The South African type XM1 tender was a steam locomotive tender.

Type XM1 tenders were Type TM tenders which were reclassified after their intermediate draw and buffing gear were altered to an "X_" tender configuration. They first entered service in 1912, as tenders to the SAR Class MC 2-6-6-0 Denver type Mallet locomotive.

==Origin==
Type TM tenders were built between 1910 and 1912 by the North British Locomotive Company (NBL). The two Type XM1 tenders originally entered service on the South African Railways (SAR) in 1912, as Type TM tenders to Class MC 2-6-6-0 Denver type Mallet locomotives.

==Rebuilding==
At some stage before 1941, the intermediate draw and buffing gear of two of the tenders, numbers 1607 and 1615, were altered to an "X_" tender configuration. These two tenders were reclassified to Type XM1.

==Characteristics==
The tender had a coal capacity of 8 lt 5 lcwt and a water capacity of 4000 impgal, with a maximum axle load of 10 lt 18 lcwt.

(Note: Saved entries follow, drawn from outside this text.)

#[cfg(test)]
mod tests {
    use super::*;
    use crate::error::{ApiError, Result};
    use async_trait::async_trait;

    struct StubEmbedder {
        vector: Vec<f32>,
    }

    #[async_trait]
    impl TextEmbedder for StubEmbedder {
        async fn embed(&self, _text: &str) -> Result<Vec<f32>> {
            Ok(self.vector.clone())
        }
    }

    struct FailingEmbedder;

    #[async_trait]
    impl TextEmbedder for FailingEmbedder {
        async fn embed(&self, _text: &str) -> Result<Vec<f32>> {
            Err(ApiError::EmbeddingError("service unavailable".to_string()))
        }
    }

    struct SlowEmbedder;

    #[async_trait]
    impl TextEmbedder for SlowEmbedder {
        async fn embed(&self, _text: &str) -> Result<Vec<f32>> {
            tokio::time::sleep(Duration::from_secs(5)).await;
            Ok(vec![1.0, 0.0])
        }
    }

    fn create_test_wine(
        id: u32,
        title: &str,
        variety: Option<&str>,
        country: Option<&str>,
        price: f32,
        rating: f32,
    ) -> Wine {
        Wine {
            id,
            title: title.to_string(),
            variety: variety.map(String::from),
            country: country.map(String::from),
            region: None,
            winery: None,
            price,
            rating,
            description: String::new(),
            flavor_profile: None,
            body: None,
            tannins: None,
            acidity: None,
            aroma: None,
            pairing_suggestions: None,
        }
    }

    fn create_test_catalog() -> Arc<CatalogIndex> {
        Arc::new(CatalogIndex::build(vec![
            create_test_wine(
                1,
                "Cabernet Sauvignon Reserve",
                Some("Cabernet Sauvignon"),
                Some("France"),
                125.0,
                96.0,
            ),
            create_test_wine(
                2,
                "Chardonnay Barrel Select",
                Some("Chardonnay"),
                Some("USA"),
                45.0,
                92.0,
            ),
        ]))
    }

    fn create_test_service(
        embeddings: Option<EmbeddingTable>,
        embedder: Option<Arc<dyn TextEmbedder>>,
    ) -> RecommendationService {
        RecommendationService::new(
            create_test_catalog(),
            embeddings,
            embedder,
            Duration::from_millis(100),
        )
    }

    fn create_test_table() -> EmbeddingTable {
        EmbeddingTable::build(&[1, 2], vec![Some(vec![1.0, 0.0]), Some(vec![0.0, 1.0])])
            .unwrap()
    }

    #[test]
    fn test_cosine_similarity_properties() {
        let v = vec![0.3, 0.5, 0.2];
        let scaled: Vec<f32> = v.iter().map(|x| x * 7.5).collect();
        let w = vec![0.9, 0.1, 0.4];

        assert!((cosine_similarity(&v, &v) - 1.0).abs() < 1e-6);
        assert!((cosine_similarity(&v, &scaled) - 1.0).abs() < 1e-6);
        assert!((cosine_similarity(&v, &w) - cosine_similarity(&w, &v)).abs() < 1e-6);
        assert_eq!(cosine_similarity(&v, &[0.0, 0.0, 0.0]), 0.0);
        assert_eq!(cosine_similarity(&v, &[1.0, 2.0]), 0.0);
    }

    #[tokio::test]
    async fn test_blank_query_returns_neutral_scores_in_catalog_order() {
        let service = create_test_service(None, None);

        let results = service.search("", &WineFilter::default(), 10).await;

        assert_eq!(results.len(), 2);
        assert_eq!(results[0].wine.id, 1);
        assert_eq!(results[1].wine.id, 2);
        assert!(results.iter().all(|r| r.similarity_score == NEUTRAL_SCORE));
    }

    #[tokio::test]
    async fn test_blank_query_with_filter_returns_matching_subset() {
        let service = create_test_service(None, None);

        let filter = WineFilter {
            variety: Some("Chardonnay".to_string()),
            ..Default::default()
        };
        let results = service.search("", &filter, 10).await;

        assert_eq!(results.len(), 1);
        assert_eq!(results[0].wine.id, 2);
        assert_eq!(results[0].similarity_score, NEUTRAL_SCORE);
    }

    #[tokio::test]
    async fn test_keyword_search_ranks_title_match_first() {
        let service = create_test_service(None, None);

        let results = service.search("cabernet", &WineFilter::default(), 10).await;

        assert_eq!(results.len(), 2);
        assert_eq!(results[0].wine.id, 1);
        assert!(results[0].similarity_score > results[1].similarity_score);
    }

    #[tokio::test]
    async fn test_search_respects_limit_and_sorts_descending() {
        let service = create_test_service(None, None);

        let results = service.search("wine", &WineFilter::default(), 1).await;
        assert!(results.len() <= 1);

        let all = service.search("cabernet reserve", &WineFilter::default(), 10).await;
        for pair in all.windows(2) {
            assert!(pair[0].similarity_score >= pair[1].similarity_score);
        }
    }

    #[tokio::test]
    async fn test_search_scores_stay_in_unit_interval_without_embeddings() {
        let service = create_test_service(None, None);

        let results = service
            .search("cabernet sauvignon reserve france", &WineFilter::default(), 10)
            .await;

        for result in results {
            assert!(result.similarity_score >= 0.0);
            assert!(result.similarity_score <= 1.0);
        }
    }

    #[tokio::test]
    async fn test_search_uses_embeddings_when_available() {
        // The stub maps every query onto wine 2's direction, overriding
        // the keyword signal that favors wine 1.
        let embedder: Arc<dyn TextEmbedder> = Arc::new(StubEmbedder {
            vector: vec![0.0, 1.0],
        });
        let service = create_test_service(Some(create_test_table()), Some(embedder));

        let results = service.search("cabernet", &WineFilter::default(), 10).await;

        assert_eq!(results[0].wine.id, 2);
        assert!((results[0].similarity_score - 1.0).abs() < 1e-6);
        assert!(results[1].similarity_score.abs() < 1e-6);
    }

    #[tokio::test]
    async fn test_search_falls_back_per_record_without_vector() {
        let table = EmbeddingTable::build(&[1, 2], vec![None, Some(vec![0.0, 1.0])]).unwrap();
        let embedder: Arc<dyn TextEmbedder> = Arc::new(StubEmbedder {
            vector: vec![0.0, 1.0],
        });
        let service = create_test_service(Some(table), Some(embedder));

        let results = service.search("cabernet", &WineFilter::default(), 10).await;

        // Wine 2 scores 1.0 by cosine; wine 1 gets its keyword score.
        assert_eq!(results[0].wine.id, 2);
        assert_eq!(results[1].wine.id, 1);
        assert!(results[1].similarity_score > 0.0);
        assert!(results[1].similarity_score <= 1.0);
    }

    #[tokio::test]
    async fn test_search_degrades_when_embedder_fails() {
        let service = create_test_service(Some(create_test_table()), Some(Arc::new(FailingEmbedder)));

        let results = service.search("cabernet", &WineFilter::default(), 10).await;

        assert_eq!(results[0].wine.id, 1);
        assert!(results[0].similarity_score > results[1].similarity_score);
    }

    #[tokio::test]
    async fn test_search_degrades_when_embedder_times_out() {
        let service = create_test_service(Some(create_test_table()), Some(Arc::new(SlowEmbedder)));

        let results = service.search("cabernet", &WineFilter::default(), 10).await;

        assert_eq!(results.len(), 2);
        assert_eq!(results[0].wine.id, 1);
    }

    #[tokio::test]
    async fn test_search_degrades_on_dimension_mismatch() {
        let embedder: Arc<dyn TextEmbedder> = Arc::new(StubEmbedder {
            vector: vec![0.0, 1.0, 0.5],
        });
        let service = create_test_service(Some(create_test_table()), Some(embedder));

        let results = service.search("cabernet", &WineFilter::default(), 10).await;

        assert_eq!(results[0].wine.id, 1);
    }

    #[test]
    fn test_recommend_empty_selection_short_circuits() {
        let service = create_test_service(None, None);

        let outcome = service.recommend_for_selection(&[], 10);

        assert!(outcome.recommendations.is_empty());
        assert_eq!(outcome.profile, PreferenceProfile::empty());
    }

    #[test]
    fn test_recommend_never_returns_selected_ids() {
        let service = create_test_service(None, None);

        let outcome = service.recommend_for_selection(&[1], 10);

        assert!(outcome.recommendations.iter().all(|r| r.wine.id != 1));
        assert_eq!(outcome.recommendations.len(), 1);
        assert_eq!(outcome.recommendations[0].wine.id, 2);
    }

    #[test]
    fn test_recommend_single_selection_profile_and_scores() {
        let service = create_test_service(None, None);

        let outcome = service.recommend_for_selection(&[1], 10);

        assert_eq!(outcome.profile.favorite_varieties.len(), 1);
        assert_eq!(outcome.profile.favorite_varieties[0].variety, "Cabernet Sauvignon");
        assert_eq!(outcome.profile.favorite_varieties[0].count, 1);
        assert_eq!(outcome.profile.average_price, 125.0);
        assert_eq!(outcome.profile.average_rating, 96.0);

        let score = outcome.recommendations[0].similarity_score;
        assert!((0.0..=1.0).contains(&score));
    }

    #[test]
    fn test_recommend_drops_unknown_ids() {
        let service = create_test_service(None, None);

        let with_unknown = service.recommend_for_selection(&[1, 999], 10);
        let without = service.recommend_for_selection(&[1], 10);

        assert_eq!(with_unknown.profile, without.profile);
        assert_eq!(
            with_unknown.recommendations.len(),
            without.recommendations.len()
        );
    }

    #[test]
    fn test_recommend_only_unknown_ids_is_empty_selection() {
        let service = create_test_service(None, None);

        let outcome = service.recommend_for_selection(&[777, 999], 10);

        assert!(outcome.recommendations.is_empty());
        assert_eq!(outcome.profile, PreferenceProfile::empty());
    }

    #[test]
    fn test_recommend_uses_mean_cosine_when_vectors_align() {
        let service = create_test_service(Some(create_test_table()), None);

        let outcome = service.recommend_for_selection(&[1], 10);

        // Wine 2's vector is orthogonal to the selected wine 1.
        assert_eq!(outcome.recommendations[0].wine.id, 2);
        assert!(outcome.recommendations[0].similarity_score.abs() < 1e-6);
    }

    #[test]
    fn test_profile_score_prefers_top_ranked_variety() {
        let catalog = Arc::new(CatalogIndex::build(vec![
            create_test_wine(1, "Merlot One", Some("Merlot"), Some("France"), 50.0, 90.0),
            create_test_wine(2, "Merlot Two", Some("Merlot"), Some("France"), 50.0, 90.0),
            create_test_wine(3, "Merlot Three", Some("Merlot"), Some("France"), 50.0, 90.0),
            create_test_wine(4, "Syrah Match", Some("Merlot"), Some("France"), 50.0, 90.0),
            create_test_wine(5, "Riesling Other", Some("Riesling"), Some("Germany"), 50.0, 90.0),
        ]));
        let service =
            RecommendationService::new(catalog, None, None, Duration::from_millis(100));

        let outcome = service.recommend_for_selection(&[1, 2, 3], 10);

        // The Merlot candidate outranks the Riesling one against a
        // Merlot-heavy profile.
        assert_eq!(outcome.recommendations[0].wine.id, 4);
        assert!(
            outcome.recommendations[0].similarity_score
                > outcome.recommendations[1].similarity_score
        );
    }

    #[tokio::test]
    async fn test_equal_scores_keep_catalog_order() {
        let catalog = Arc::new(CatalogIndex::build(vec![
            create_test_wine(10, "Twin Red", Some("Merlot"), Some("France"), 30.0, 88.0),
            create_test_wine(20, "Twin Red", Some("Merlot"), Some("France"), 30.0, 88.0),
        ]));
        let service =
            RecommendationService::new(catalog, None, None, Duration::from_millis(100));

        let results = service.search("twin", &WineFilter::default(), 10).await;

        assert_eq!(results[0].wine.id, 10);
        assert_eq!(results[1].wine.id, 20);
        assert_eq!(results[0].similarity_score, results[1].similarity_score);
    }
}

==Classification letters==
Since many tender types are interchangeable between different locomotive classes and types, a tender classification system was adopted by the SAR. The first letter of the tender type indicates the classes of engines to which it could be coupled. The "X_" tenders could be used with the following locomotive classes:
- Cape Government Railways Mountain, SAR Class 4.
- SAR Class 4A.
- SAR Class 5.
- Cape Government Railways 6th Class of 1897, SAR Class 6B.
- Oranje-Vrijstaat Gouwerment-Spoorwegen (OVGS) 6th Class L3, SAR Class 6E.
- Cape Government Railways 6th Class of 1901 (Neilson, Reid), SAR Class 6H.
- Cape Government Railways 6th Class of 1902, SAR Class 6J.
- Cape Government Railways 8th Class of 1902, SAR Class 8.
- Imperial Military Railways (IMR) 8th Class, SAR Class 8A.
- Central South African Railways Class 8-L2, SAR Class 8B.
- Central South African Railways Class 8-L3, SAR Class 8C.
- Cape Government Railways 8th Class 4-8-0 of 1903, SAR Class 8D.
- Cape Government Railways 8th Class Experimental, SAR Class 8E.
- Cape Government Railways 8th Class 4-8-0 of 1904, SAR Class 8F.
- Cape Government Railways 8th Class 2-8-0 of 1903, SAR Class 8Y.
- Cape Government Railways 8th Class 2-8-0 of 1904, SAR Class 8Z.
- Central South African Railways Class 9, SAR Class 9.
- Central South African Railways Class 10, SAR Class 10.
- Central South African Railways Class 10-2 Saturated, SAR Class 10A.
- Central South African Railways Class 10-2 Superheated. SAR Class 10B.
- Central South African Railways Class 10-C, SAR Class 10C.
- Central South African Railways Class 11, SAR Class 11.
- Cape Government Railways 9th Class of 1903, SAR Class Experimental 4.
- Cape Government Railways 9th Class of 1906, SAR Class Experimental 5.
- Cape Government Railways 10th Class, SAR Class Experimental 6.
- SAR Class ME.
- Central South African Railways Mallet Superheated, SAR Class MF.

The second letter indicates the tender's water capacity. The "_M" tenders had a capacity of 4000 impgal.

A number, when added after the letter code, indicates differences between similar tender types such as function, wheelbase or coal bunker capacity.